Your instructions: Go through the records and copy each line where the string "labels" occurs.

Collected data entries
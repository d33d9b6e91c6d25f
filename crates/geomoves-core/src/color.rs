//! Path colours.
//!
//! Colours use 16-bit channels. Each drawn person shifts the run's colour a
//! little further (see [`Rgb16::shifted`]), so successive generations stand
//! apart on the map.

use std::fmt;
use std::str::FromStr;

use serde::{Serialize, Serializer};
use thiserror::Error;

/// Per-level step applied to the channels, in 16-bit units.
const LEVEL_STEP: i64 = 3000;
const CHANNEL_MODULUS: i64 = 65535;

const NAMED: &[(&str, (u8, u8, u8))] = &[
    ("black", (0x00, 0x00, 0x00)),
    ("blue", (0x00, 0x00, 0xff)),
    ("brown", (0xa5, 0x2a, 0x2a)),
    ("cyan", (0x00, 0xff, 0xff)),
    ("gray", (0xbe, 0xbe, 0xbe)),
    ("green", (0x00, 0xff, 0x00)),
    ("grey", (0xbe, 0xbe, 0xbe)),
    ("magenta", (0xff, 0x00, 0xff)),
    ("maroon", (0xb0, 0x30, 0x60)),
    ("navy", (0x00, 0x00, 0x80)),
    ("orange", (0xff, 0xa5, 0x00)),
    ("purple", (0xa0, 0x20, 0xf0)),
    ("red", (0xff, 0x00, 0x00)),
    ("white", (0xff, 0xff, 0xff)),
    ("yellow", (0xff, 0xff, 0x00)),
];

#[derive(Debug, Clone, Error, PartialEq, Eq)]
pub enum ColorError {
    #[error("unknown colour name: {0:?}")]
    UnknownName(String),

    #[error("malformed hex colour: {0:?}")]
    MalformedHex(String),
}

#[derive(Debug, Clone, Copy, PartialEq, Eq, Hash)]
pub struct Rgb16 {
    pub red: u16,
    pub green: u16,
    pub blue: u16,
}

impl Rgb16 {
    pub const fn new(red: u16, green: u16, blue: u16) -> Self {
        Self { red, green, blue }
    }

    pub const fn from_rgb8(red: u8, green: u8, blue: u8) -> Self {
        Self {
            red: red as u16 * 257,
            green: green as u16 * 257,
            blue: blue as u16 * 257,
        }
    }

    /// Colour carried to the next person after one is drawn at `level`:
    /// red drifts down, and green (odd levels) or blue (even levels) drifts
    /// up. Level 0 leaves the colour untouched.
    pub fn shifted(self, level: u32) -> Self {
        if level == 0 {
            return self;
        }
        let step = i64::from(level) * LEVEL_STEP;
        let wrap = |v: u16, delta: i64| (v as i64 + delta).rem_euclid(CHANNEL_MODULUS) as u16;
        let mut next = self;
        next.red = wrap(self.red, -step);
        if level % 2 == 1 {
            next.green = wrap(self.green, step);
        } else {
            next.blue = wrap(self.blue, step);
        }
        next
    }
}

impl FromStr for Rgb16 {
    type Err = ColorError;

    /// Accepts a colour name (`"orange"`), `#rgb`, or `#rrggbb`.
    fn from_str(s: &str) -> Result<Self, Self::Err> {
        let spec = s.trim();
        if let Some(hex) = spec.strip_prefix('#') {
            let malformed = || ColorError::MalformedHex(spec.to_string());
            if !hex.chars().all(|c| c.is_ascii_hexdigit()) {
                return Err(malformed());
            }
            let channel = |digits: &str| u8::from_str_radix(digits, 16).map_err(|_| malformed());
            return match hex.len() {
                3 => {
                    let expand = |i: usize| channel(hex[i..i + 1].repeat(2).as_str());
                    Ok(Self::from_rgb8(expand(0)?, expand(1)?, expand(2)?))
                }
                6 => Ok(Self::from_rgb8(
                    channel(&hex[0..2])?,
                    channel(&hex[2..4])?,
                    channel(&hex[4..6])?,
                )),
                _ => Err(malformed()),
            };
        }
        let lower = spec.to_ascii_lowercase();
        NAMED
            .iter()
            .find(|(name, _)| *name == lower)
            .map(|(_, (r, g, b))| Self::from_rgb8(*r, *g, *b))
            .ok_or_else(|| ColorError::UnknownName(spec.to_string()))
    }
}

/// `#rrggbb`, using the high byte of each channel.
impl fmt::Display for Rgb16 {
    fn fmt(&self, f: &mut fmt::Formatter<'_>) -> fmt::Result {
        write!(
            f,
            "#{:02x}{:02x}{:02x}",
            self.red >> 8,
            self.green >> 8,
            self.blue >> 8
        )
    }
}

impl Serialize for Rgb16 {
    fn serialize<S: Serializer>(&self, serializer: S) -> Result<S::Ok, S::Error> {
        serializer.collect_str(self)
    }
}

#[cfg(test)]
mod tests {
    use super::*;

    #[test]
    fn parses_names_and_hex() {
        let orange: Rgb16 = "orange".parse().unwrap();
        assert_eq!(orange, Rgb16::new(0xffff, 0xa5a5, 0x0000));
        assert_eq!("Orange".parse::<Rgb16>().unwrap(), orange);
        assert_eq!("#ffa500".parse::<Rgb16>().unwrap(), orange);
        assert_eq!("#f00".parse::<Rgb16>().unwrap(), Rgb16::from_rgb8(255, 0, 0));
    }

    #[test]
    fn rejects_bad_specs() {
        assert_eq!(
            "chartreuse-ish".parse::<Rgb16>(),
            Err(ColorError::UnknownName("chartreuse-ish".to_string()))
        );
        assert!(matches!("#12345".parse::<Rgb16>(), Err(ColorError::MalformedHex(_))));
        assert!(matches!("#gggggg".parse::<Rgb16>(), Err(ColorError::MalformedHex(_))));
    }

    #[test]
    fn display_round_trips_through_parse() {
        let c: Rgb16 = "#1a2b3c".parse().unwrap();
        assert_eq!(c.to_string(), "#1a2b3c");
    }

    #[test]
    fn level_zero_leaves_colour_unchanged() {
        let c = Rgb16::new(100, 200, 300);
        assert_eq!(c.shifted(0), c);
    }

    #[test]
    fn level_zero_keeps_full_channels() {
        let white = Rgb16::new(0xffff, 0xffff, 0xffff);
        assert_eq!(white.shifted(0), white);
        let orange: Rgb16 = "orange".parse().unwrap();
        assert_eq!(orange.shifted(0).red, 0xffff);
    }

    #[test]
    fn full_channels_wrap_on_later_levels() {
        let white = Rgb16::new(0xffff, 0xffff, 0xffff);
        assert_eq!(white.shifted(1), Rgb16::new(62535, 3000, 0xffff));
        assert_eq!(white.shifted(2), Rgb16::new(59535, 0xffff, 6000));
    }

    #[test]
    fn shift_alternates_green_and_blue_and_wraps() {
        let base = Rgb16::new(1000, 0, 0);
        let odd = base.shifted(1);
        assert_eq!(odd, Rgb16::new(63535, 3000, 0));
        let even = base.shifted(2);
        assert_eq!(even, Rgb16::new(60535, 0, 6000));
    }
}
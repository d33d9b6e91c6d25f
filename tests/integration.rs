use std::fs;
use std::path::{Path, PathBuf};
use std::process::Command;
use tempfile::TempDir;

const FAMILY: &str = include_str!("../data/family.example.json");

fn geomoves_binary() -> PathBuf {
    let mut path = std::env::current_exe().unwrap();
    path.pop(); // remove test binary name
    path.pop(); // remove deps/
    path.push("geomoves");
    path
}

fn setup_test_env(geography: &str) -> (TempDir, PathBuf) {
    let tmp = TempDir::new().unwrap();
    let root = tmp.path().to_path_buf();

    let config_dir = root.join("config");
    fs::create_dir_all(&config_dir).unwrap();
    let data_dir = root.join("data");
    fs::create_dir_all(&data_dir).unwrap();
    fs::write(data_dir.join("family.json"), FAMILY).unwrap();

    let config_content = format!(
        r#"[tree]
path = "{}/data/family.json"

[geography]
{}
"#,
        root.display(),
        geography
    );

    let config_path = config_dir.join("geomoves.toml");
    fs::write(&config_path, config_content).unwrap();

    (tmp, config_path)
}

fn default_env() -> (TempDir, PathBuf) {
    setup_test_env("maximum_generations = 2\ngeneration_interval = 500")
}

fn run_geomoves(config_path: &Path, args: &[&str]) -> (String, String, bool) {
    let binary = geomoves_binary();
    let output = Command::new(&binary)
        .arg("--config")
        .arg(config_path.to_str().unwrap())
        .args(args)
        .output()
        .unwrap_or_else(|e| panic!("Failed to run geomoves binary at {:?}: {}", binary, e));

    let stdout = String::from_utf8_lossy(&output.stdout).to_string();
    let stderr = String::from_utf8_lossy(&output.stderr).to_string();
    let success = output.status.success();
    (stdout, stderr, success)
}

fn json_lines(stdout: &str) -> Vec<serde_json::Value> {
    stdout
        .lines()
        .map(|l| serde_json::from_str(l).unwrap_or_else(|e| panic!("bad line {:?}: {}", l, e)))
        .collect()
}

#[test]
fn test_animate_json_stream() {
    let (_tmp, config_path) = default_env();

    let (stdout, stderr, success) =
        run_geomoves(&config_path, &["animate", "I0001", "--output", "json"]);
    assert!(success, "animate failed: stdout={}, stderr={}", stdout, stderr);

    let lines = json_lines(&stdout);
    assert_eq!(lines[0]["command"], "clear_all");
    assert_eq!(lines[1]["command"], "add_message");
    assert_eq!(lines[1]["text"], "All descendants of Berg, Anna");

    let levels: Vec<u64> = lines
        .iter()
        .filter(|l| l["event"] == "level")
        .map(|l| l["report"]["level"].as_u64().unwrap())
        .collect();
    assert_eq!(levels, vec![0, 1, 2]);

    let paths = lines.iter().filter(|l| l["command"] == "add_path").count();
    assert_eq!(paths, 4);

    let summary = &lines.last().unwrap()["summary"];
    assert_eq!(summary["levels"], 3);
    assert_eq!(summary["persons_drawn"], 6);
    assert_eq!(summary["paths_drawn"], 4);
    assert_eq!(summary["marks"], 6);
    assert_eq!(summary["missing"][0]["title"], "Nowhere");
}

#[test]
fn test_animate_paths_follow_birth_order() {
    let (_tmp, config_path) = default_env();

    let (stdout, _, success) =
        run_geomoves(&config_path, &["animate", "I0001", "--output", "json"]);
    assert!(success);

    let labels: Vec<String> = json_lines(&stdout)
        .iter()
        .filter(|l| l["command"] == "add_path")
        .map(|l| l["label"].as_str().unwrap().to_string())
        .collect();
    // Nils (b. 1848) before Anna; Anna's path starts at the Bergen marriage.
    assert_eq!(labels, vec!["1848", "1872", "1875", "1900"]);
}

#[test]
fn test_animate_human_output() {
    let (_tmp, config_path) = default_env();

    let (stdout, stderr, success) =
        run_geomoves(&config_path, &["animate", "I0001", "--output", "human"]);
    assert!(success, "animate failed: stdout={}, stderr={}", stdout, stderr);
    assert!(stdout.starts_with("clear\n"));
    assert!(stdout.contains("message All descendants of Berg, Anna"));
    assert!(stdout.contains("path 1848  #ffa500  1 point  (60.39166667, 5.32388889)"));
    assert!(stdout.contains("done  6 persons, 4 paths, 6 places over 3 generations"));
    assert!(stdout.contains("places without coordinates:"));
    assert!(stdout.contains("P0004  Nowhere"));
}

#[test]
fn test_animate_unknown_person_fails() {
    let (_tmp, config_path) = default_env();

    let (_, stderr, success) = run_geomoves(&config_path, &["animate", "I9999"]);
    assert!(!success);
    assert!(stderr.contains("person not found: I9999"));
}

#[test]
fn test_levels() {
    let (_tmp, config_path) = default_env();

    let (stdout, stderr, success) = run_geomoves(&config_path, &["levels", "I0001"]);
    assert!(success, "levels failed: stdout={}, stderr={}", stdout, stderr);
    assert!(stdout.contains("Generations of Berg, Anna (I0001), up to level 2"));
    assert!(stdout.contains("level 0  assigned 1  visited 2"));
    assert!(stdout.contains("level 1  assigned 2  visited 3"));
    assert!(stdout.contains("level 2  assigned 1  visited 1"));
    assert!(stdout.contains("I0005  Lund, Lena"));
}

#[test]
fn test_levels_respects_depth_bound() {
    let (_tmp, config_path) = setup_test_env("maximum_generations = 1");

    let (stdout, _, success) = run_geomoves(&config_path, &["levels", "I0001"]);
    assert!(success);
    assert!(stdout.contains("level 1  assigned 2  visited 3"));
    assert!(!stdout.contains("level 2"));
    assert!(!stdout.contains("I0006"));
}

#[test]
fn test_marks_in_drawing_order() {
    let (_tmp, config_path) = default_env();

    let (stdout, stderr, success) = run_geomoves(&config_path, &["marks", "I0001"]);
    assert!(success, "marks failed: stdout={}, stderr={}", stdout, stderr);
    let lines: Vec<&str> = stdout.lines().collect();
    assert_eq!(lines.len(), 2);
    assert!(lines[0].starts_with("18720000  Bergen"));
    assert!(lines[0].contains("Berg, Nils - Berg, Anna"));
    assert!(lines[0].ends_with("[E0003]"));
    assert!(lines[1].starts_with("18500312  Oslo  (59.91390000, 10.75220000)  Birth : Berg, Anna"));
}

#[test]
fn test_marks_report_missing_coordinates() {
    let (_tmp, config_path) = default_env();

    let (stdout, _, success) = run_geomoves(&config_path, &["marks", "I0003"]);
    assert!(success);
    assert!(stdout.contains("Rome  (41.90280000, 12.49640000)"));
    assert!(stdout.contains("places without coordinates:\n  P0004  Nowhere"));
}

#[test]
fn test_describe_place() {
    let (_tmp, config_path) = default_env();

    let (stdout, stderr, success) =
        run_geomoves(&config_path, &["describe", "I0001", "P0002"]);
    assert!(success, "describe failed: stdout={}, stderr={}", stdout, stderr);
    assert_eq!(
        stdout,
        "Bergen (P0002)\n  (1872) Marriage : Berg, Nils - Berg, Anna\n"
    );
}

#[test]
fn test_describe_place_without_events_fails() {
    let (_tmp, config_path) = default_env();

    let (_, stderr, success) = run_geomoves(&config_path, &["describe", "I0001", "P0005"]);
    assert!(!success);
    assert!(stderr.contains("no geocoded events of I0001 at place P0005"));
}

#[test]
fn test_invalid_config_rejected() {
    let (_tmp, config_path) = setup_test_env("maximum_generations = 50");

    let (_, stderr, success) = run_geomoves(&config_path, &["levels", "I0001"]);
    assert!(!success);
    assert!(stderr.contains("maximum_generations"));
}

#[test]
fn test_tree_override_without_config_file() {
    let (tmp, _) = default_env();
    let tree = tmp.path().join("data/family.json");
    let missing_config = tmp.path().join("config/absent.toml");

    let (stdout, stderr, success) = run_geomoves(
        &missing_config,
        &["--tree", tree.to_str().unwrap(), "marks", "I0006"],
    );
    assert!(success, "marks failed: stdout={}, stderr={}", stdout, stderr);
    assert!(stdout.contains("Paris  (48.85660000, 2.35220000)  Birth : Berg, Olaf"));
}

#[test]
fn test_missing_tree_file_fails() {
    let (tmp, config_path) = default_env();
    fs::remove_file(tmp.path().join("data/family.json")).unwrap();

    let (_, stderr, success) = run_geomoves(&config_path, &["levels", "I0001"]);
    assert!(!success);
    assert!(stderr.contains("Failed to read family tree"));
}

Expected output:
    let labels: Vec<String> = json_lines(&stdout)
    assert_eq!(labels, vec!["1848", "1872", "1875", "1900"]);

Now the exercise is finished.